Но Игнатьев учитывал политический аспект. Он считал, что для поддержания политической стабильности нельзя допустить резкого повышения реального эффективного курса рубля. Игнатьев, словно жонглер, старался достичь сразу двух целей: удерживать уровень инфляции и стабильный курс. Растущие цены на нефть мешали достижению обеих целей. Игнатьев считал, что принимать решение в пользу инфляции рано. Ведь только эта цель означала, что придется отпускать в свободное плавание рубль, перестать удерживать курс в границах пусть и широкого, и регулируемого, но все-таки коридора. Игнатьев опасался, что свободное плавание рубля помешает политической стабильности[326]. Российская экономика становилась все более гибкой и адаптивной к новым условиям, но происходило это не быстро. Аккуратность Игнатьева будет вознаграждена: в ноябре 2005 года Путин выдвинет его кандидатуру на второй срок, работать еще четыре года[327]. В современной России такое случится впервые: один и тот же председатель переизбирается вновь.
Один
Красные блестящие шары сверкали на большой елке. Ничего больше – только эти шары и золотая звезда на макушке. Парадный вход ЦБ на Неглинной почти всегда пустынен: кто-нибудь пройдет по белой мраморной лестнице, его шаги отзовутся эхом в огромном холле, и опять глухая тишина.
Этот вход – парадный, для руководства, поэтому, как правило, пустой.

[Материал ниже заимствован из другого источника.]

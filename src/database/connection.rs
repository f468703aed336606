// Database Connection Management
//
// PostgreSQL connection pooling using tokio-postgres and deadpool.
use anyhow::{Context, Result};
use deadpool_postgres::{Manager, ManagerConfig, Pool, RecyclingMethod};
use native_tls::TlsConnector;
use postgres_native_tls::MakeTlsConnector;
use std::time::Duration;

/// Database configuration
#[derive(Debug, Clone)]
pub struct DatabaseConfig {
    pub host: String,
    pub port: u16,
    pub user: String,
    pub password: String,
    pub dbname: String,
    pub max_size: usize,
    pub timeouts: deadpool_postgres::Timeouts,
}

fn default_timeouts() -> deadpool_postgres::Timeouts {
    deadpool_postgres::Timeouts {
        wait: Some(Duration::from_secs(30)),
        create: Some(Duration::from_secs(30)),
        recycle: Some(Duration::from_secs(30)),
    }
}

impl DatabaseConfig {
    /// Create configuration from a database URL
    pub fn from_url(url: &str) -> Result<Self> {
        let parsed = url::Url::parse(url).context("Failed to parse database URL")?;

        if parsed.scheme() != "postgresql" && parsed.scheme() != "postgres" {
            anyhow::bail!("Invalid database URL scheme, expected postgresql or postgres");
        }

        Ok(Self {
            host: parsed.host_str().unwrap_or("localhost").to_string(),
            port: parsed.port().unwrap_or(5432),
            user: parsed.username().to_string(),
            password: parsed.password().unwrap_or("").to_string(),
            dbname: parsed.path().trim_start_matches('/').to_string(),
            max_size: 16,
            timeouts: default_timeouts(),
        })
    }

    /// Create configuration from the DATABASE_URL environment variable
    pub fn from_env() -> Result<Self> {
        let database_url =
            std::env::var("DATABASE_URL").context("DATABASE_URL must be set in the environment")?;
        Self::from_url(&database_url)
    }
}

/// Database connection wrapper
#[derive(Debug, Clone)]
pub struct DatabaseConnection {
    pool: Pool,
}

impl DatabaseConnection {
    /// Create a new database connection pool with the provided configuration
    pub async fn new(config: DatabaseConfig) -> Result<Self> {
        let masked_host = format!("{}:{}/{}", config.host, config.port, config.dbname);
        tracing::info!("Connecting to database: {}", masked_host);

        let mut pg_config = tokio_postgres::Config::new();
        pg_config.host(&config.host);
        pg_config.port(config.port);
        pg_config.user(&config.user);
        pg_config.password(&config.password);
        pg_config.dbname(&config.dbname);

        let tls_connector = TlsConnector::builder()
            .build()
            .context("Failed to build TLS connector")?;
        let tls = MakeTlsConnector::new(tls_connector);

        let mgr_config = ManagerConfig {
            recycling_method: RecyclingMethod::Fast,
        };
        let mgr = Manager::from_config(pg_config, tls, mgr_config);

        let pool = Pool::builder(mgr)
            .max_size(config.max_size)
            .wait_timeout(config.timeouts.wait)
            .create_timeout(config.timeouts.create)
            .recycle_timeout(config.timeouts.recycle)
            .runtime(deadpool_postgres::Runtime::Tokio1)
            .build()
            .context("Failed to create database pool")?;

        // Test the connection
        let client = pool
            .get()
            .await
            .context("Failed to get connection from pool")?;
        client
            .query("SELECT 1", &[])
            .await
            .context("Failed to test database connection")?;

        tracing::info!("Database connection established");

        Ok(Self { pool })
    }

    /// Get a reference to the connection pool
    pub fn pool(&self) -> &Pool {
        &self.pool
    }

    /// Run embedded database migrations
    pub async fn migrate(&self) -> Result<()> {
        crate::database::migrations::run_migrations(&self.pool).await
    }
}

У рядовых сотрудников ЦБ – отдельный вход, который называется «у градусника». Там еще с советских времен у самого входа висит огромный, ростом с человека, градусник, где можно посмотреть, какая температура на улице. Важны ли показания этого прибора, никому неведомо, но общепризнанный факт: градусник – важная штука в ЦБ, почти символ. Именно здесь назначаются встречи, тысячи в год. И сейчас у градусника суета. То и дело снуют курьеры с новогодними подарками. Сотрудники ЦБ тоже бегают за покупками, шампанским и всякой всячиной к столу. Все поглощены предновогодними хлопотами; довольные улыбки невозможно скрыть; вечерняя Москва располагает к радости сверкающими огоньками.